10. According to the Biblical view sin contaminates man, so that he cannot stand in the presence of God. The holiness of Him who is “of eyes too pure to behold evil”[760] becomes to the sinner “a devouring fire.”[761] Even the lofty prophet Isaiah realizes his own human limitations at the sublime vision of the God of holiness enthroned on high, while the angelic choruses chant their thrice holy. In humility and contrition he cries out: “Woe is me, for I am undone! Because I am a man of unclean lips, and I dwell in the midst of a people of unclean lips; For mine eyes have seen the King, the Lord of hosts.”[762] The prophet must undergo atonement in order to be prepared for his high prophetic task. One of the Seraphs purges him of his sins by touching his lips with a live coal taken from the altar of God.

Under the influence of Persian dualism, rabbinical Judaism considers sin a pollution which puts man under the power of unclean spirits.[763] In the later Cabbalah this idea is elaborated until the world of sin is considered a cosmic power of impurity, opposed to the realm of right, working evil ever [pg 245] since the fall of Adam.[764] Still, however close this may come to the Christian dogma, it never becomes identical with it; the recognition is always preserved of man's power to extricate himself from the realm of impurity and to elevate himself into the realm of purity by his own repentance. Sin never becomes a demoniacal power depriving man of his divine dignity of self-determination and condemning him to eternal damnation. It ever remains merely a going astray from the right path, a stumbling from which man may rise again to his heavenly height, exerting his own powers as the son of God.

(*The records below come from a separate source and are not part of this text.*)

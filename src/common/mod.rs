//! Common helpers shared by the part writers.

pub mod fatal;
pub mod num;
pub mod unit;
pub mod xml;
//! Chart element formatting: lines, fills and fonts.
//!
//! These map onto DrawingML shape properties (`c:spPr`) and text properties
//! (`c:txPr`).

use crate::ooxml::charts::types::{ChartGradientFillType, ChartLineDashType, ChartPatternFillType};
use crate::ooxml::error::{Result, XlsxError};
use crate::ooxml::xlsx::color::Color;

fn check_transparency(transparency: u8) -> Result<u8> {
    if transparency > 100 {
        return Err(XlsxError::range(format!(
            "Transparency {}% is outside 0..=100",
            transparency
        )));
    }
    Ok(transparency)
}

/// Line or border formatting.
#[derive(Debug, Clone, PartialEq, Default)]
pub struct ChartLine {
    pub(crate) color: Color,
    pub(crate) width: Option<f64>,
    pub(crate) dash_type: ChartLineDashType,
    pub(crate) transparency: u8,
    pub(crate) hidden: bool,
}

impl ChartLine {
    pub fn new() -> Self {
        Self::default()
    }

    pub fn set_color(&mut self, color: impl Into<Color>) -> Result<&mut Self> {
        self.color = color.into().validate()?;
        Ok(self)
    }

    /// Width in points (0..=1584).
    pub fn set_width(&mut self, width: f64) -> Result<&mut Self> {
        if !width.is_finite() || !(0.0..=1584.0).contains(&width) {
            return Err(XlsxError::range(format!(
                "Line width {} is outside 0..=1584 points",
                width
            )));
        }
        self.width = Some(width);
        Ok(self)
    }

    pub fn set_dash_type(&mut self, dash_type: ChartLineDashType) -> &mut Self {
        self.dash_type = dash_type;
        self
    }

    pub fn set_transparency(&mut self, transparency: u8) -> Result<&mut Self> {
        self.transparency = check_transparency(transparency)?;
        Ok(self)
    }

    pub fn set_hidden(&mut self, hidden: bool) -> &mut Self {
        self.hidden = hidden;
        self
    }
}

/// Solid fill.
#[derive(Debug, Clone, PartialEq, Default)]
pub struct ChartSolidFill {
    pub(crate) color: Color,
    pub(crate) transparency: u8,
}

impl ChartSolidFill {
    pub fn new() -> Self {
        Self::default()
    }

    pub fn set_color(&mut self, color: impl Into<Color>) -> Result<&mut Self> {
        self.color = color.into().validate()?;
        Ok(self)
    }

    pub fn set_transparency(&mut self, transparency: u8) -> Result<&mut Self> {
        self.transparency = check_transparency(transparency)?;
        Ok(self)
    }
}

/// Two-color pattern fill.
#[derive(Debug, Clone, PartialEq, Default)]
pub struct ChartPatternFill {
    pub(crate) pattern: ChartPatternFillType,
    pub(crate) foreground: Color,
    pub(crate) background: Color,
}

impl ChartPatternFill {
    pub fn new() -> Self {
        Self::default()
    }

    pub fn set_pattern(&mut self, pattern: ChartPatternFillType) -> &mut Self {
        self.pattern = pattern;
        self
    }

    pub fn set_foreground_color(&mut self, color: impl Into<Color>) -> Result<&mut Self> {
        self.foreground = color.into().validate()?;
        Ok(self)
    }

    pub fn set_background_color(&mut self, color: impl Into<Color>) -> Result<&mut Self> {
        self.background = color.into().validate()?;
        Ok(self)
    }
}

/// One color stop of a gradient.
#[derive(Debug, Clone, Copy, PartialEq)]
pub struct ChartGradientStop {
    pub(crate) color: Color,
    pub(crate) position: u8,
}

impl ChartGradientStop {
    /// A stop at `position` percent (0..=100) along the gradient.
    pub fn new(color: impl Into<Color>, position: u8) -> Self {
        Self {
            color: color.into(),
            position,
        }
    }
}

/// Gradient fill with 2 to 10 stops.
#[derive(Debug, Clone, PartialEq, Default)]
pub struct ChartGradientFill {
    pub(crate) gradient_type: ChartGradientFillType,
    pub(crate) stops: Vec<ChartGradientStop>,
    pub(crate) angle: u16,
}

impl ChartGradientFill {
    pub fn new() -> Self {
        Self {
            angle: 90,
            ..Self::default()
        }
    }

    pub fn set_type(&mut self, gradient_type: ChartGradientFillType) -> &mut Self {
        self.gradient_type = gradient_type;
        self
    }

    pub fn set_gradient_stops(&mut self, stops: &[ChartGradientStop]) -> Result<&mut Self> {
        if !(2..=10).contains(&stops.len()) {
            return Err(XlsxError::range(format!(
                "Gradient needs 2 to 10 stops, got {}",
                stops.len()
            )));
        }
        for stop in stops {
            stop.color.validate()?;
            if stop.position > 100 {
                return Err(XlsxError::range(format!(
                    "Gradient stop position {} is outside 0..=100",
                    stop.position
                )));
            }
        }
        self.stops = stops.to_vec();
        Ok(self)
    }

    /// Angle of a linear gradient in degrees (0..360).
    pub fn set_angle(&mut self, angle: u16) -> Result<&mut Self> {
        if angle >= 360 {
            return Err(XlsxError::range(format!(
                "Gradient angle {} is outside 0..360",
                angle
            )));
        }
        self.angle = angle;
        Ok(self)
    }
}

#[derive(Debug, Clone, PartialEq)]
pub(crate) enum ChartFill {
    None,
    Solid(ChartSolidFill),
    Pattern(ChartPatternFill),
    Gradient(ChartGradientFill),
}

/// Fill and border of a chart element.
#[derive(Debug, Clone, PartialEq, Default)]
pub struct ChartFormat {
    pub(crate) line: Option<ChartLine>,
    pub(crate) fill: Option<ChartFill>,
}

impl ChartFormat {
    pub fn new() -> Self {
        Self::default()
    }

    /// Border or line properties.
    pub fn set_line(&mut self, line: &ChartLine) -> &mut Self {
        self.line = Some(line.clone());
        self
    }

    pub fn set_border(&mut self, line: &ChartLine) -> &mut Self {
        self.set_line(line)
    }

    pub fn set_no_line(&mut self) -> &mut Self {
        let mut line = ChartLine::new();
        line.set_hidden(true);
        self.line = Some(line);
        self
    }

    pub fn set_no_border(&mut self) -> &mut Self {
        self.set_no_line()
    }

    pub fn set_solid_fill(&mut self, fill: &ChartSolidFill) -> &mut Self {
        self.fill = Some(ChartFill::Solid(fill.clone()));
        self
    }

    pub fn set_pattern_fill(&mut self, fill: &ChartPatternFill) -> &mut Self {
        self.fill = Some(ChartFill::Pattern(fill.clone()));
        self
    }

    /// A gradient needs its stops set before it is used.
    pub fn set_gradient_fill(&mut self, fill: &ChartGradientFill) -> Result<&mut Self> {
        if fill.stops.len() < 2 {
            return Err(XlsxError::config(
                "Gradient fill has no stops; call set_gradient_stops first",
            ));
        }
        self.fill = Some(ChartFill::Gradient(fill.clone()));
        Ok(self)
    }

    pub fn set_no_fill(&mut self) -> &mut Self {
        self.fill = Some(ChartFill::None);
        self
    }

    pub(crate) fn is_empty(&self) -> bool {
        self.line.is_none() && self.fill.is_none()
    }
}

/// Font of chart text.
#[derive(Debug, Clone, PartialEq, Default)]
pub struct ChartFont {
    pub(crate) name: Option<String>,
    pub(crate) size: Option<f64>,
    pub(crate) bold: Option<bool>,
    pub(crate) italic: bool,
    pub(crate) underline: bool,
    pub(crate) color: Color,
    pub(crate) rotation: Option<i16>,
}

impl ChartFont {
    pub fn new() -> Self {
        Self::default()
    }

    pub fn set_name(&mut self, name: &str) -> &mut Self {
        self.name = Some(name.to_string());
        self
    }

    /// Size in points (1..=400).
    pub fn set_size(&mut self, size: f64) -> Result<&mut Self> {
        if !size.is_finite() || !(1.0..=400.0).contains(&size) {
            return Err(XlsxError::range(format!(
                "Chart font size {} is outside 1..=400",
                size
            )));
        }
        self.size = Some(size);
        Ok(self)
    }

    pub fn set_bold(&mut self) -> &mut Self {
        self.bold = Some(true);
        self
    }

    /// Titles are bold by default; this turns that off.
    pub fn unset_bold(&mut self) -> &mut Self {
        self.bold = Some(false);
        self
    }

    pub fn set_italic(&mut self) -> &mut Self {
        self.italic = true;
        self
    }

    pub fn set_underline(&mut self) -> &mut Self {
        self.underline = true;
        self
    }

    pub fn set_color(&mut self, color: impl Into<Color>) -> Result<&mut Self> {
        self.color = color.into().validate()?;
        Ok(self)
    }

    /// Text rotation in degrees (-90..=90).
    pub fn set_rotation(&mut self, rotation: i16) -> Result<&mut Self> {
        if !(-90..=90).contains(&rotation) {
            return Err(XlsxError::range(format!(
                "Chart text rotation {} is outside -90..=90",
                rotation
            )));
        }
        self.rotation = Some(rotation);
        Ok(self)
    }
}

#[cfg(test)]
mod tests {
    use super::*;

    #[test]
    fn test_gradient_validation() {
        let mut gradient = ChartGradientFill::new();
        assert!(gradient.set_gradient_stops(&[ChartGradientStop::new(Color::Red, 0)]).is_err());
        assert!(
            gradient
                .set_gradient_stops(&[
                    ChartGradientStop::new(Color::Red, 0),
                    ChartGradientStop::new(Color::Blue, 101),
                ])
                .is_err()
        );
        assert!(gradient.stops.is_empty());

        let mut format = ChartFormat::new();
        assert!(matches!(
            format.set_gradient_fill(&gradient),
            Err(XlsxError::Configuration(_))
        ));

        gradient
            .set_gradient_stops(&[
                ChartGradientStop::new(Color::Red, 0),
                ChartGradientStop::new(Color::Blue, 100),
            ])
            .unwrap();
        format.set_gradient_fill(&gradient).unwrap();
        assert!(!format.is_empty());
    }

    #[test]
    fn test_line_validation() {
        let mut line = ChartLine::new();
        assert!(line.set_width(2000.0).is_err());
        assert!(line.set_transparency(101).is_err());
        line.set_width(2.25).unwrap().set_dash_type(ChartLineDashType::Dash);
        assert_eq!(line.width, Some(2.25));
    }
}
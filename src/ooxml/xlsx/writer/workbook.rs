//! Workbook part (`xl/workbook.xml`) generation.

use crate::common::xml::{XML_DECLARATION, escape_xml};
use crate::ooxml::error::Result;
use crate::ooxml::opc::constants::namespace;
use std::fmt::Write as FmtWrite;

/// A `<definedName>` entry.
#[derive(Debug, Clone, PartialEq, Eq)]
pub(crate) struct DefinedName {
    /// Name as written, e.g. `_xlnm.Print_Area` or `Sales`
    pub name: String,
    /// Index of the owning sheet for sheet-scoped names
    pub local_sheet: Option<usize>,
    /// Formula text without the leading `=`
    pub reference: String,
}

impl DefinedName {
    /// Key Excel sorts names by: case-insensitive, ignoring the `_xlnm.` prefix.
    pub(crate) fn sort_key(&self) -> (String, usize) {
        let bare = self.name.strip_prefix("_xlnm.").unwrap_or(&self.name);
        (bare.to_lowercase(), self.local_sheet.map_or(0, |index| index + 1))
    }

    /// True for the built-in names Excel manages itself.
    pub(crate) fn is_builtin(&self) -> bool {
        self.name.starts_with("_xlnm.")
    }
}

/// A `<sheet>` entry.
#[derive(Debug, Clone, PartialEq, Eq)]
pub(crate) struct SheetEntry<'a> {
    pub name: &'a str,
    pub r_id: String,
    pub hidden: bool,
}

/// Everything `xl/workbook.xml` needs.
#[derive(Debug, Clone, Default)]
pub(crate) struct WorkbookXml<'a> {
    pub sheets: Vec<SheetEntry<'a>>,
    /// Sorted defined names
    pub defined_names: Vec<DefinedName>,
    pub active_tab: usize,
    pub first_sheet: usize,
    pub read_only_recommended: bool,
}

impl WorkbookXml<'_> {
    pub(crate) fn to_xml(&self) -> Result<String> {
        let mut xml = String::with_capacity(1024 + self.sheets.len() * 96);
        xml.push_str(XML_DECLARATION);
        write!(
            xml,
            r#"<workbook xmlns="{}" xmlns:r="{}">"#,
            namespace::SML_MAIN,
            namespace::OFC_RELATIONSHIPS
        )?;
        xml.push_str(r#"<fileVersion appName="xl" lastEdited="4" lowestEdited="4" rupBuild="4505"/>"#);
        if self.read_only_recommended {
            xml.push_str(r#"<fileSharing readOnlyRecommended="1"/>"#);
        }
        xml.push_str(r#"<workbookPr defaultThemeVersion="124226"/>"#);

        xml.push_str(r#"<bookViews><workbookView xWindow="240" yWindow="15" windowWidth="16095" windowHeight="9660""#);
        if self.first_sheet > 0 {
            write!(xml, r#" firstSheet="{}""#, self.first_sheet)?;
        }
        if self.active_tab > 0 {
            write!(xml, r#" activeTab="{}""#, self.active_tab)?;
        }
        xml.push_str("/></bookViews>");

        // ===== Sheets =====
        xml.push_str("<sheets>");
        for (index, sheet) in self.sheets.iter().enumerate() {
            write!(
                xml,
                r#"<sheet name="{}" sheetId="{}""#,
                escape_xml(sheet.name),
                index + 1
            )?;
            if sheet.hidden {
                xml.push_str(r#" state="hidden""#);
            }
            write!(xml, r#" r:id="{}"/>"#, sheet.r_id)?;
        }
        xml.push_str("</sheets>");

        // ===== Defined names =====
        if !self.defined_names.is_empty() {
            xml.push_str("<definedNames>");
            for defined in &self.defined_names {
                write!(xml, r#"<definedName name="{}""#, escape_xml(&defined.name))?;
                if let Some(sheet) = defined.local_sheet {
                    write!(xml, r#" localSheetId="{}""#, sheet)?;
                }
                write!(xml, ">{}</definedName>", escape_xml(&defined.reference))?;
            }
            xml.push_str("</definedNames>");
        }

        xml.push_str(r#"<calcPr calcId="124519" fullCalcOnLoad="1"/></workbook>"#);
        Ok(xml)
    }
}

#[cfg(test)]
mod tests {
    use super::*;

    fn sheets() -> Vec<SheetEntry<'static>> {
        vec![
            SheetEntry {
                name: "Data & Notes",
                r_id: "rId1".to_string(),
                hidden: false,
            },
            SheetEntry {
                name: "Hidden",
                r_id: "rId2".to_string(),
                hidden: true,
            },
        ]
    }

    #[test]
    fn test_minimal_workbook() {
        let xml = WorkbookXml {
            sheets: sheets(),
            ..Default::default()
        }
        .to_xml()
        .unwrap();

        assert!(xml.contains(r#"<workbookView xWindow="240" yWindow="15" windowWidth="16095" windowHeight="9660"/>"#));
        assert!(xml.contains(r#"<sheet name="Data &amp; Notes" sheetId="1" r:id="rId1"/>"#));
        assert!(xml.contains(r#"<sheet name="Hidden" sheetId="2" state="hidden" r:id="rId2"/>"#));
        assert!(!xml.contains("<definedNames>"));
        assert!(!xml.contains("fileSharing"));
    }

    #[test]
    fn test_views_and_names() {
        let xml = WorkbookXml {
            sheets: sheets(),
            defined_names: vec![DefinedName {
                name: "_xlnm.Print_Area".to_string(),
                local_sheet: Some(0),
                reference: "'Data & Notes'!$A$1:$B$4".to_string(),
            }],
            active_tab: 1,
            first_sheet: 0,
            read_only_recommended: true,
        }
        .to_xml()
        .unwrap();

        assert!(xml.contains(r#"<fileSharing readOnlyRecommended="1"/>"#));
        assert!(xml.contains(r#" activeTab="1"/>"#));
        assert!(xml.contains(r#"<definedName name="_xlnm.Print_Area" localSheetId="0">'Data &amp; Notes'!$A$1:$B$4</definedName>"#));
    }

    #[test]
    fn test_sort_key_ignores_builtin_prefix() {
        let mut names = [
            DefinedName {
                name: "_xlnm.Print_Titles".to_string(),
                local_sheet: Some(0),
                reference: String::new(),
            },
            DefinedName {
                name: "Alpha".to_string(),
                local_sheet: None,
                reference: String::new(),
            },
            DefinedName {
                name: "_xlnm.Print_Area".to_string(),
                local_sheet: Some(0),
                reference: String::new(),
            },
        ];
        names.sort_by_key(DefinedName::sort_key);
        let order: Vec<&str> = names.iter().map(|n| n.name.as_str()).collect();
        assert_eq!(order, ["Alpha", "_xlnm.Print_Area", "_xlnm.Print_Titles"]);
        assert!(names[1].is_builtin());
    }
}
//! Physical package writer.
//!
//! Wraps the `zip` crate. Every entry gets the same fixed modification time
//! (the DOS epoch), so identical part sets produce identical archives.

use crate::ooxml::error::Result;
use crate::ooxml::opc::packuri::PackURI;
use std::io::{Cursor, Write};
use zip::write::SimpleFileOptions;
use zip::{CompressionMethod, DateTime, ZipWriter};

/// Writes package members into an in-memory ZIP archive.
pub struct PhysPkgWriter {
    archive: ZipWriter<Cursor<Vec<u8>>>,
}

impl PhysPkgWriter {
    pub fn new() -> Self {
        Self {
            archive: ZipWriter::new(Cursor::new(Vec::new())),
        }
    }

    fn options(method: CompressionMethod) -> SimpleFileOptions {
        SimpleFileOptions::default()
            .compression_method(method)
            .last_modified_time(DateTime::default())
    }

    /// Write a deflated member.
    pub fn write(&mut self, pack_uri: &PackURI, blob: &[u8]) -> Result<()> {
        self.archive
            .start_file(pack_uri.membername(), Self::options(CompressionMethod::Deflated))?;
        self.archive.write_all(blob)?;
        Ok(())
    }

    /// Write a member without compression (already-compressed media).
    pub fn write_stored(&mut self, pack_uri: &PackURI, blob: &[u8]) -> Result<()> {
        self.archive
            .start_file(pack_uri.membername(), Self::options(CompressionMethod::Stored))?;
        self.archive.write_all(blob)?;
        Ok(())
    }

    /// Finish the archive and return its bytes.
    pub fn finish(self) -> Result<Vec<u8>> {
        let cursor = self.archive.finish()?;
        Ok(cursor.into_inner())
    }
}

impl Default for PhysPkgWriter {
    fn default() -> Self {
        Self::new()
    }
}

#[cfg(test)]
mod tests {
    use super::*;
    use std::io::Read;

    #[test]
    fn test_round_trip() {
        let mut writer = PhysPkgWriter::new();
        writer
            .write(&PackURI::from_member("xl/workbook.xml"), b"<workbook/>")
            .unwrap();
        writer
            .write_stored(&PackURI::from_member("xl/media/image1.png"), &[0x89, b'P'])
            .unwrap();
        let bytes = writer.finish().unwrap();

        let mut archive = zip::ZipArchive::new(Cursor::new(bytes)).unwrap();
        assert_eq!(archive.len(), 2);

        let mut content = String::new();
        archive
            .by_name("xl/workbook.xml")
            .unwrap()
            .read_to_string(&mut content)
            .unwrap();
        assert_eq!(content, "<workbook/>");
    }

    #[test]
    fn test_output_is_deterministic() {
        let build = || {
            let mut writer = PhysPkgWriter::new();
            writer
                .write(&PackURI::from_member("a.xml"), b"<a/>")
                .unwrap();
            writer.finish().unwrap()
        };
        assert_eq!(build(), build());
    }
}
/// Height, format and visibility of a row.
#[derive(Debug, Clone, Copy, PartialEq, Default)]
pub(crate) struct RowOptions {
    /// Height in points
    pub height: Option<f64>,
    pub format: u32,
    pub hidden: bool,
}

/// Legacy sheet protection.
#[derive(Debug, Clone, Copy, PartialEq, Eq, Default)]
pub(crate) struct SheetProtection {
    pub password_hash: Option<u16>,
}

/// One worksheet of a [`Workbook`](crate::Workbook).
///
/// ```
/// use longan::{Format, Workbook};
///
/// let mut workbook = Workbook::new();
/// let worksheet = workbook.add_worksheet();
///
/// let mut bold = Format::new();
/// bold.set_bold();
///
/// worksheet.write_with_format(0, 0, "Region", &bold)?;
/// worksheet.write_row(1, 0, ["North", "South"])?;
/// worksheet.write(2, 0, 42)?;
/// worksheet.set_column_width(0, 20)?;
/// # Ok::<(), longan::XlsxError>(())
/// ```
#[derive(Debug, Clone)]
pub struct Worksheet {
    pub(crate) name: String,
    pub(crate) cells: BTreeMap<RowNum, BTreeMap<ColNum, Cell>>,
    pub(crate) formats: FormatArena,
    pub(crate) columns: BTreeMap<ColNum, ColumnOptions>,
    pub(crate) rows: BTreeMap<RowNum, RowOptions>,
    pub(crate) merged_ranges: Vec<(RowNum, ColNum, RowNum, ColNum)>,
    pub(crate) images: Vec<PlacedImage>,
    pub(crate) charts: Vec<PlacedChart>,
    pub(crate) embedded_images: Vec<Image>,
    pub(crate) notes: BTreeMap<(RowNum, ColNum), Note>,
    pub(crate) note_author: String,
    pub(crate) show_all_notes: bool,
    pub(crate) tables: Vec<PlacedTable>,
    pub(crate) freeze_panes: Option<(RowNum, ColNum)>,
    pub(crate) freeze_top_cell: Option<(RowNum, ColNum)>,
    pub(crate) page: PageSetup,
    pub(crate) tab_color: Color,
    pub(crate) zoom: u16,
    pub(crate) active: bool,
    pub(crate) selected: bool,
    pub(crate) hidden: bool,
    pub(crate) right_to_left: bool,
    pub(crate) protection: Option<SheetProtection>,
    pub(crate) metrics: ColumnMetrics,
    pub(crate) default_row_height: f64,
}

Chapter XXXIX. Repentance Or the Return To God

1. The brightest gem among the teachings of Judaism is its doctrine of repentance or, in its own characteristic term, the return of the wayward sinner to God.[765] Man, full of remorse at having fallen away from the divine Fountainhead of purity, conscious of deserving a sentence of condemnation from the eternal Judge, would be less happy than the unreasoning brute which cannot sin at all. Religion restores him by the power to rise from his shame and guilt, to return to God in repentance, as the penitent son returns to his father. Whether we regard sin as estrangement from God or as a disturbance of the divine order, it has a detrimental effect on both body and soul, and leads inevitably to death. On this point the Bible affords many historical illustrations and doctrinal teachings.[766] If man had no way to escape from sin, then he would be the most unfortunate of creatures, in spite of his god-like nature. Therefore the merciful God opens the gate of repentance for the sinner, saying as through His prophets of old: “I have no pleasure in the death of the wicked, but that the wicked turn from his way and live.”[767]